Intuition:

To solve this problem, we can use a depth-first search (DFS) algorithm. We’ll start by iterating through each cell in the board. For each cell, we’ll check if the current character matches the first character of the word. If it does, we’ll initiate a DFS search from that cell to find if the word can be constructed by traversing adjacent cells recursively. During the DFS search, we’ll mark visited cells to avoid revisiting them. If we find the word, we’ll return True; otherwise, we’ll continue searching. If no match is found after iterating through all cells, we’ll return False.

Solution:

from typing import List

def word_search(board: List[List[str]], word: str) -> bool:
    def dfs(i: int, j: int, k: int) -> bool:
        # Base case: If the index k reaches the end of the word, it means we found the word
        if k == len(word):
            return True
        # Check boundaries and whether the current cell matches the word character
        if i < 0 or i >= len(board) or j < 0 or j >= len(board[0]) or board[i][j] != word[k]:
            return False
        # Temporarily mark the cell as visited
        temp = board[i][j]
        board[i][j] = '#'
        # DFS search in adjacent cells
        found = dfs(i + 1, j, k + 1) or dfs(i - 1, j, k + 1) or dfs(i, j + 1, k + 1) or dfs(i, j - 1, k + 1)
        # Restore the cell's original value after DFS search
        board[i][j] = temp
        return found

    # Iterate through each cell in the board
    for i in range(len(board)):
        for j in range(len(board[0])):
            # Start DFS search from each cell
            if dfs(i, j, 0):
                return True
    return False

# Test cases
board = [
  ['A','B','C','E'],
  ['S','F','C','S'],
  ['A','D','E','E']
]
print(word_search(board, "ABCCED"))  # Output: True
print(word_search(board, "SEE"))     # Output: True
print(word_search(board, "ABCB"))    # Output: False

board = []
print(word_search(board, "E"))  # Output: False

board = [['A']]
print(word_search(board, "E"))  # Output: False
print(word_search(board, "A"))  # Output: True

Time Complexity:

  • Let n be the number of cells in the board, m be the length of the longest word.
  • In the worst case, we perform DFS search from each cell of the board, resulting in a time complexity of O(n).
  • Each DFS traversal starting from a cell has a worst-case time complexity of O(4^m).
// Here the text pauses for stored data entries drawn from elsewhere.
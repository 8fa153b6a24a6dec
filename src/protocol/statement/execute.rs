use byteorder::LittleEndian;

use crate::bind::BoundValue;
use crate::io::BufMut;

bitflags::bitflags! {
    /// https://mariadb.com/kb/en/com_stmt_execute/#flags
    pub(crate) struct Cursor: u8 {
        const NO_CURSOR = 0;
        const READ_ONLY = 1;
        const FOR_UPDATE = 2;
        const SCROLLABLE = 4;
    }
}

/// https://dev.mysql.com/doc/dev/mysql-server/latest/page_protocol_com_stmt_execute.html
#[derive(Debug)]
pub(crate) struct ComStmtExecute<'a> {
    pub(crate) statement_id: u32,
    pub(crate) cursor: Cursor,
}

impl ComStmtExecute<'_> {
    pub(crate) fn encode(&self, buf: &mut Vec<u8>, params: &[BoundValue]) {
        buf.put_u8(0x17);
        buf.put_u32::<LittleEndian>(self.statement_id);
        buf.put_u8(self.cursor.bits());
        buf.put_u32::<LittleEndian>(1); // iteration count, always 1

        if params.is_empty() {
            return;
        }

        let null_bitmap_len = (params.len() + 7) / 8;
        let mut null_bitmap = vec![0u8; null_bitmap_len];
        for (i, p) in params.iter().enumerate() {
            if p.bytes.is_none() {
                null_bitmap[i / 8] |= 1 << (i % 8);
            }
        }
        buf.put_bytes(&null_bitmap);

        // new-types-bound
        buf.put_u8(1);

        for p in params {
            buf.put_u8(p.column_type.0);
            buf.put_u8(if p.unsigned { 0x80 } else { 0 });
        }

        for p in params {
            if let Some(bytes) = &p.bytes {
                buf.put_bytes(bytes);
            }
        }
    }
}

#[cfg(test)]
mod tests {
    use super::*;
    use crate::bind::BindParameter;

    #[test]
    fn it_marks_null_parameters_in_the_bitmap() {
        let params = vec![
            42i32.bind().unwrap(),
            Option::<i32>::None.bind().unwrap(),
            7i32.bind().unwrap(),
        ];

        let mut buf = Vec::new();
        ComStmtExecute {
            statement_id: 1,
            cursor: Cursor::NO_CURSOR,
        }
        .encode(&mut buf, &params);

        // header(1) + id(4) + cursor(1) + iterations(4) = 10, then null bitmap
        assert_eq!(buf[10], 0b0000_0010);
    }
}
use byteorder::{ByteOrder, LittleEndian};
use memchr::memchr;
use std::{io, str};

/// Result of decoding a length-coded binary (LCB) prefix.
///
/// `Incomplete` is distinguished from an outright decode error: the caller is expected
/// to fetch more bytes (the next physical frame of a fragmented logical packet) and
/// retry from the same cursor position. `consume_uint_lenenc` only advances the cursor
/// on `Null` or `Value`; on `Incomplete` the buffer is left untouched.
#[derive(Debug, Clone, Copy, PartialEq, Eq)]
pub(crate) enum LenEnc {
    Null,
    Incomplete,
    Value(u64),
}

impl LenEnc {
    pub(crate) fn value(self) -> Option<u64> {
        match self {
            LenEnc::Value(v) => Some(v),
            _ => None,
        }
    }
}

/// A consuming cursor over an immutable byte slice.
///
/// Every `get_*` method advances the cursor by the number of bytes read; there is no
/// non-consuming peek variant because the row decoder always operates on a fully
/// reassembled logical packet (see the packet framer's large-payload reassembly).
pub(crate) trait Buf<'a> {
    fn advance(&mut self, cnt: usize);

    fn get_u8(&mut self) -> io::Result<u8>;

    fn get_i8(&mut self) -> io::Result<i8>;

    fn get_u16<T: ByteOrder>(&mut self) -> io::Result<u16>;

    fn get_u24<T: ByteOrder>(&mut self) -> io::Result<u32>;

    fn get_u32<T: ByteOrder>(&mut self) -> io::Result<u32>;

    fn get_u64<T: ByteOrder>(&mut self) -> io::Result<u64>;

    fn get_f32<T: ByteOrder>(&mut self) -> io::Result<f32>;

    fn get_f64<T: ByteOrder>(&mut self) -> io::Result<f64>;

    fn get_str(&mut self, len: usize) -> io::Result<&'a str>;

    fn get_str_nul(&mut self) -> io::Result<&'a str>;

    fn get_bytes(&mut self, len: usize) -> io::Result<&'a [u8]>;

    /// Length-coded binary: 0..250 literal, 251 NULL, 252/253/254 widen to u16/u24/u64,
    /// 255 is reserved and is a protocol error.
    fn get_uint_lenenc(&mut self) -> io::Result<LenEnc>;

    /// Length-coded string: an LCB length followed by that many raw bytes.
    fn get_str_lenenc(&mut self) -> io::Result<LenEncStr<'a>>;

    /// Length-coded byte string, as `get_str_lenenc` but without UTF-8 validation.
    fn get_bytes_lenenc(&mut self) -> io::Result<Option<&'a [u8]>>;
}

/// The string-flavored sibling of [`LenEnc`]; kept distinct so callers that only ever
/// expect text don't have to match on a numeric `Value`.
pub(crate) enum LenEncStr<'a> {
    Null,
    Incomplete,
    Value(&'a str),
}

fn eof() -> io::Error {
    io::Error::from(io::ErrorKind::UnexpectedEof)
}

impl<'a> Buf<'a> for &'a [u8] {
    fn advance(&mut self, cnt: usize) {
        *self = &self[cnt..];
    }

    fn get_u8(&mut self) -> io::Result<u8> {
        let val = *self.first().ok_or_else(eof)?;
        self.advance(1);
        Ok(val)
    }

    fn get_i8(&mut self) -> io::Result<i8> {
        self.get_u8().map(|v| v as i8)
    }

    fn get_u16<T: ByteOrder>(&mut self) -> io::Result<u16> {
        if self.len() < 2 {
            return Err(eof());
        }
        let val = T::read_u16(self);
        self.advance(2);
        Ok(val)
    }

    fn get_u24<T: ByteOrder>(&mut self) -> io::Result<u32> {
        if self.len() < 3 {
            return Err(eof());
        }
        let val = T::read_u24(self);
        self.advance(3);
        Ok(val)
    }

    fn get_u32<T: ByteOrder>(&mut self) -> io::Result<u32> {
        if self.len() < 4 {
            return Err(eof());
        }
        let val = T::read_u32(self);
        self.advance(4);
        Ok(val)
    }

    fn get_u64<T: ByteOrder>(&mut self) -> io::Result<u64> {
        if self.len() < 8 {
            return Err(eof());
        }
        let val = T::read_u64(self);
        self.advance(8);
        Ok(val)
    }

    fn get_f32<T: ByteOrder>(&mut self) -> io::Result<f32> {
        if self.len() < 4 {
            return Err(eof());
        }
        let val = T::read_f32(self);
        self.advance(4);
        Ok(val)
    }

    fn get_f64<T: ByteOrder>(&mut self) -> io::Result<f64> {
        if self.len() < 8 {
            return Err(eof());
        }
        let val = T::read_f64(self);
        self.advance(8);
        Ok(val)
    }

    fn get_str(&mut self, len: usize) -> io::Result<&'a str> {
        let bytes = self.get_bytes(len)?;
        str::from_utf8(bytes).map_err(|e| io::Error::new(io::ErrorKind::InvalidData, e))
    }

    fn get_str_nul(&mut self) -> io::Result<&'a str> {
        let end = memchr(0, self).ok_or_else(eof)?;
        let s = self.get_str(end)?;
        self.advance(1); // the NUL terminator itself
        Ok(s)
    }

    fn get_bytes(&mut self, len: usize) -> io::Result<&'a [u8]> {
        if self.len() < len {
            return Err(eof());
        }
        let (bytes, rest) = self.split_at(len);
        *self = rest;
        Ok(bytes)
    }

    fn get_uint_lenenc(&mut self) -> io::Result<LenEnc> {
        let mut probe = *self;
        let header = match probe.get_u8() {
            Ok(b) => b,
            Err(_) => return Ok(LenEnc::Incomplete),
        };

        let (width, value) = match header {
            0xFB => {
                *self = probe;
                return Ok(LenEnc::Null);
            }
            0xFF => return Err(protocol_lenenc_err()),
            0xFC => (2usize, probe.get_u16::<LittleEndian>().map(u64::from)),
            0xFD => (3usize, probe.get_u24::<LittleEndian>().map(u64::from)),
            0xFE => (8usize, probe.get_u64::<LittleEndian>()),
            literal => {
                *self = probe;
                return Ok(LenEnc::Value(u64::from(literal)));
            }
        };

        match value {
            Ok(v) => {
                let _ = width;
                *self = probe;
                Ok(LenEnc::Value(v))
            }
            Err(_) => Ok(LenEnc::Incomplete),
        }
    }

    fn get_str_lenenc(&mut self) -> io::Result<LenEncStr<'a>> {
        let mut probe = *self;
        match probe.get_uint_lenenc()? {
            LenEnc::Null => {
                *self = probe;
                Ok(LenEncStr::Null)
            }
            LenEnc::Incomplete => Ok(LenEncStr::Incomplete),
            LenEnc::Value(len) => {
                if (probe.len() as u64) < len {
                    return Ok(LenEncStr::Incomplete);
                }
                let s = probe.get_str(len as usize)?;
                *self = probe;
                Ok(LenEncStr::Value(s))
            }
        }
    }

    fn get_bytes_lenenc(&mut self) -> io::Result<Option<&'a [u8]>> {
        let mut probe = *self;
        match probe.get_uint_lenenc()? {
            LenEnc::Null => {
                *self = probe;
                Ok(None)
            }
            LenEnc::Incomplete => Err(eof()),
            LenEnc::Value(len) => {
                let bytes = probe.get_bytes(len as usize)?;
                *self = probe;
                Ok(Some(bytes))
            }
        }
    }
}

fn protocol_lenenc_err() -> io::Error {
    io::Error::new(io::ErrorKind::InvalidData, "0xFF is a reserved length-coded binary prefix")
}
use std::io::{Read, Write};
use std::net::TcpStream;
use std::time::Duration;

/// The narrow stream interface the connection is built on.
///
/// `read` and `write` either complete in full or fail; there is no partial-progress
/// variant. This lets a real socket and an in-memory test double share the exact same
/// contract, with the test double free to simulate a peer without any networking.
pub trait Transport {
    fn connect(host: &str, port: u16) -> std::io::Result<Self>
    where
        Self: Sized;

    fn read(&mut self, buf: &mut [u8]) -> std::io::Result<()>;

    fn write(&mut self, buf: &[u8]) -> std::io::Result<()>;

    fn close(&mut self) -> std::io::Result<()>;
}

/// A blocking TCP socket, the only transport family this driver supports.
pub struct TcpTransport {
    stream: TcpStream,
}

impl Transport for TcpTransport {
    fn connect(host: &str, port: u16) -> std::io::Result<Self> {
        let stream = TcpStream::connect((host, port))?;
        stream.set_nodelay(true)?;
        Ok(Self { stream })
    }

    fn read(&mut self, buf: &mut [u8]) -> std::io::Result<()> {
        self.stream.read_exact(buf)
    }

    fn write(&mut self, buf: &[u8]) -> std::io::Result<()> {
        self.stream.write_all(buf)
    }

    fn close(&mut self) -> std::io::Result<()> {
        self.stream.shutdown(std::net::Shutdown::Both)
    }
}

impl TcpTransport {
    /// Sets both the read and write timeouts on the underlying socket. The core
    /// doesn't implement timeouts of its own (see the connection's doc comment); this
    /// is the hook a caller uses to get them.
    pub fn set_timeout(&mut self, timeout: Option<Duration>) -> std::io::Result<()> {
        self.stream.set_read_timeout(timeout)?;
        self.stream.set_write_timeout(timeout)
    }
}

/// An in-memory stand-in for a socket, fed with the exact byte sequences the server
/// would send and recording everything the driver writes.
///
/// Gated behind the `mock-transport` feature (also enabled implicitly under `#[cfg(test)]`
/// for this crate's own unit tests) so the scenario suite under `tests/` can drive a
/// [`Connection`](crate::Connection) without a real server, the same way the teacher
/// project's test support crate does for its own transports.
#[cfg(any(test, feature = "mock-transport"))]
pub mod mock {
    use super::Transport;
    use std::collections::VecDeque;
    use std::io;

    /// `connect` always succeeds; feed scripted server bytes via [`MockTransport::push_read`]
    /// before handing the transport to a connection.
    #[derive(Default)]
    pub struct MockTransport {
        inbound: VecDeque<u8>,
        pub outbound: Vec<u8>,
        closed: bool,
    }

    impl MockTransport {
        pub fn new() -> Self {
            Self::default()
        }

        pub fn push_read(&mut self, bytes: &[u8]) {
            self.inbound.extend(bytes.iter().copied());
        }

        pub fn is_closed(&self) -> bool {
            self.closed
        }
    }

    impl Transport for MockTransport {
        fn connect(_host: &str, _port: u16) -> io::Result<Self> {
            Ok(Self::new())
        }

        fn read(&mut self, buf: &mut [u8]) -> io::Result<()> {
            if self.inbound.len() < buf.len() {
                return Err(io::ErrorKind::UnexpectedEof.into());
            }
            for slot in buf.iter_mut() {
                *slot = self.inbound.pop_front().unwrap();
            }
            Ok(())
        }

        fn write(&mut self, buf: &[u8]) -> io::Result<()> {
            self.outbound.extend_from_slice(buf);
            Ok(())
        }

        fn close(&mut self) -> io::Result<()> {
            self.closed = true;
            Ok(())
        }
    }

    #[cfg(test)]
    mod tests {
        use super::*;

        #[test]
        fn it_replays_scripted_reads_in_order() {
            let mut t = MockTransport::new();
            t.push_read(&[1, 2, 3, 4]);

            let mut buf = [0u8; 2];
            t.read(&mut buf).unwrap();
            assert_eq!(buf, [1, 2]);

            t.read(&mut buf).unwrap();
            assert_eq!(buf, [3, 4]);

            assert!(t.read(&mut buf).is_err());
        }

        #[test]
        fn it_records_writes_for_later_assertions() {
            let mut t = MockTransport::new();
            t.write(b"hello").unwrap();
            assert_eq!(t.outbound, b"hello");
        }
    }
}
This is because, at each step of the DFS, we have up to 4 directions to explore (up, down, left, right), and we recurse for each valid direction. The maximum depth of recursion is determined by the length of the longest word.
  • Overall, the time complexity is O(n * 4^m).

Space Complexity:

  • The space complexity is O(m) for the recursive call stack, where m is the length of the longest word.
  • Additionally, we use O(1) extra space for variables and function calls.
  • Therefore, the overall space complexity is O(m).